◆ **What is needed**
Find the word "const" in the data below and copy each line that holds it.

Records contained in a dataset
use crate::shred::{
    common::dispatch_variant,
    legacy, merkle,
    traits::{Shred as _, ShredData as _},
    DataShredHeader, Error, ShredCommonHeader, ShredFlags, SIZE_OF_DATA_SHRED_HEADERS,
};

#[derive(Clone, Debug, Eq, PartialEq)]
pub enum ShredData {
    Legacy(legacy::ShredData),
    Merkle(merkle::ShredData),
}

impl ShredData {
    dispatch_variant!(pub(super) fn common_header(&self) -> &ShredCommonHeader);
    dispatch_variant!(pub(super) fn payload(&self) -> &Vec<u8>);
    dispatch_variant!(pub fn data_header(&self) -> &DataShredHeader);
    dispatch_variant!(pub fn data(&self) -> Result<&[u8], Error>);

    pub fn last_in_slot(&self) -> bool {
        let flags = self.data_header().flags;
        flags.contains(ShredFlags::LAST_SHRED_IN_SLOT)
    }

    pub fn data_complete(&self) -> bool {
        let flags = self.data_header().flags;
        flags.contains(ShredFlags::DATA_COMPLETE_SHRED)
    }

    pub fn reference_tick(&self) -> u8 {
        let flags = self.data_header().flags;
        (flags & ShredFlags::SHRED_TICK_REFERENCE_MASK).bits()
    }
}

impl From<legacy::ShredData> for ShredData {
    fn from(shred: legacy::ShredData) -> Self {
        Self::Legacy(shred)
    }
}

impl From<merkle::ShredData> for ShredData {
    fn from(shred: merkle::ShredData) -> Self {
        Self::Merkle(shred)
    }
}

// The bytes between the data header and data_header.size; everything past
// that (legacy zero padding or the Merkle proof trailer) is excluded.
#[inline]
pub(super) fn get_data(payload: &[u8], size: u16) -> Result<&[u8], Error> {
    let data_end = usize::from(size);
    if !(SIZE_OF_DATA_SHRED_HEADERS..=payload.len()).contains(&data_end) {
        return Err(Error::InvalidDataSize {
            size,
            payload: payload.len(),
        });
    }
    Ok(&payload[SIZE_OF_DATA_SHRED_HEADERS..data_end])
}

...

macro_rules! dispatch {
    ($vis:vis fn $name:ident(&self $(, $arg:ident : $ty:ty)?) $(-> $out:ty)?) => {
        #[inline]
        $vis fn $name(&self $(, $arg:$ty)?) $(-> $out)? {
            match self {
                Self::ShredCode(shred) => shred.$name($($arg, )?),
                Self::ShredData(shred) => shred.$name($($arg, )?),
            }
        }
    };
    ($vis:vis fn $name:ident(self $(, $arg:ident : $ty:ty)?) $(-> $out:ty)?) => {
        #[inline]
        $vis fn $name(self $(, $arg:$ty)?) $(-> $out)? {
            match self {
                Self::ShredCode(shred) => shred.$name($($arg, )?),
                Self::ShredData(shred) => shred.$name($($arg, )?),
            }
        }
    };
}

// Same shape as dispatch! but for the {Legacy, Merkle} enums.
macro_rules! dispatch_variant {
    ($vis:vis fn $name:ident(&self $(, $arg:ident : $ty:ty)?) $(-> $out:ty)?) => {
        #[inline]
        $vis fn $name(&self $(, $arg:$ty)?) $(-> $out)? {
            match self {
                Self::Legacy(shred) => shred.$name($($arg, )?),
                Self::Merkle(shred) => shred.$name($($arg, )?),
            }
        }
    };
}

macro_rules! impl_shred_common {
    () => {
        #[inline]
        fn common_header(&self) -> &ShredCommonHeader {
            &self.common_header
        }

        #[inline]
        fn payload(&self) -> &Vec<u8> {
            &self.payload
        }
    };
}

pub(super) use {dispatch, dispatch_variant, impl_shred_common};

---

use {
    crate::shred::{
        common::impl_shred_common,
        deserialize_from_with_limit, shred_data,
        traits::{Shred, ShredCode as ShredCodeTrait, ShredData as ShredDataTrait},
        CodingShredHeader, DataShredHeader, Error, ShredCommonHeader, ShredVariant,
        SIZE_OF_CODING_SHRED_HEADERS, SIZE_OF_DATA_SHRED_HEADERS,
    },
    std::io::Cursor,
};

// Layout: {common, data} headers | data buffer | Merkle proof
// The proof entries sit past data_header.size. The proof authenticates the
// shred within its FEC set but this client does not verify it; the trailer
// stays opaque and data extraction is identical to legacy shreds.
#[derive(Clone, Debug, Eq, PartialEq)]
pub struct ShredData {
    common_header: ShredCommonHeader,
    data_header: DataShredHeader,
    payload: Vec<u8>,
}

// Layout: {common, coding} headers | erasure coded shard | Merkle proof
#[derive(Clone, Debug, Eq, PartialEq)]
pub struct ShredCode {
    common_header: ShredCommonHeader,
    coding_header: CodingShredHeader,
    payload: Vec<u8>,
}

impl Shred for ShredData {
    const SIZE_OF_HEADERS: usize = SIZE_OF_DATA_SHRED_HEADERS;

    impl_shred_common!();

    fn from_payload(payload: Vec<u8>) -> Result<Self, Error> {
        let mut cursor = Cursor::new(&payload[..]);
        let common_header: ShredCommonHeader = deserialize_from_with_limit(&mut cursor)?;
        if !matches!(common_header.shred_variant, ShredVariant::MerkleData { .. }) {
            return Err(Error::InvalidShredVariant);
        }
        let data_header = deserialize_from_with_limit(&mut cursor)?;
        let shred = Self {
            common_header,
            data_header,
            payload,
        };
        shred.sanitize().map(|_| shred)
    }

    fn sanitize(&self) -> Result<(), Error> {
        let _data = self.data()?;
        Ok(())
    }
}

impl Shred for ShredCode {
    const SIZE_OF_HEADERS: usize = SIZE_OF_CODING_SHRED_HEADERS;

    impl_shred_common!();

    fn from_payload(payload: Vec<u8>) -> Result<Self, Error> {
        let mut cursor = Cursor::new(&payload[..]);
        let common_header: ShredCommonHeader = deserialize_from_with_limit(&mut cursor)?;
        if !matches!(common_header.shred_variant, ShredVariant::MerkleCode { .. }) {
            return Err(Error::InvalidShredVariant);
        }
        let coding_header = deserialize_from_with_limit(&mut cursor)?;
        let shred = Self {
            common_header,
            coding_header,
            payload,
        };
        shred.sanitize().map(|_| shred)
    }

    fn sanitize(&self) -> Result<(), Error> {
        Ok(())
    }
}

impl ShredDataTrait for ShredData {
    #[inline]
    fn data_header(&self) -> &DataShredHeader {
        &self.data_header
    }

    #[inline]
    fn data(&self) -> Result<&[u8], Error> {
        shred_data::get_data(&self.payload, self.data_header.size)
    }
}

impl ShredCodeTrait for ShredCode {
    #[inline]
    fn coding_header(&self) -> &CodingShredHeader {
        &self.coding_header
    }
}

◆ **Result**
    const SIZE_OF_HEADERS: usize = SIZE_OF_DATA_SHRED_HEADERS;
    const SIZE_OF_HEADERS: usize = SIZE_OF_CODING_SHRED_HEADERS;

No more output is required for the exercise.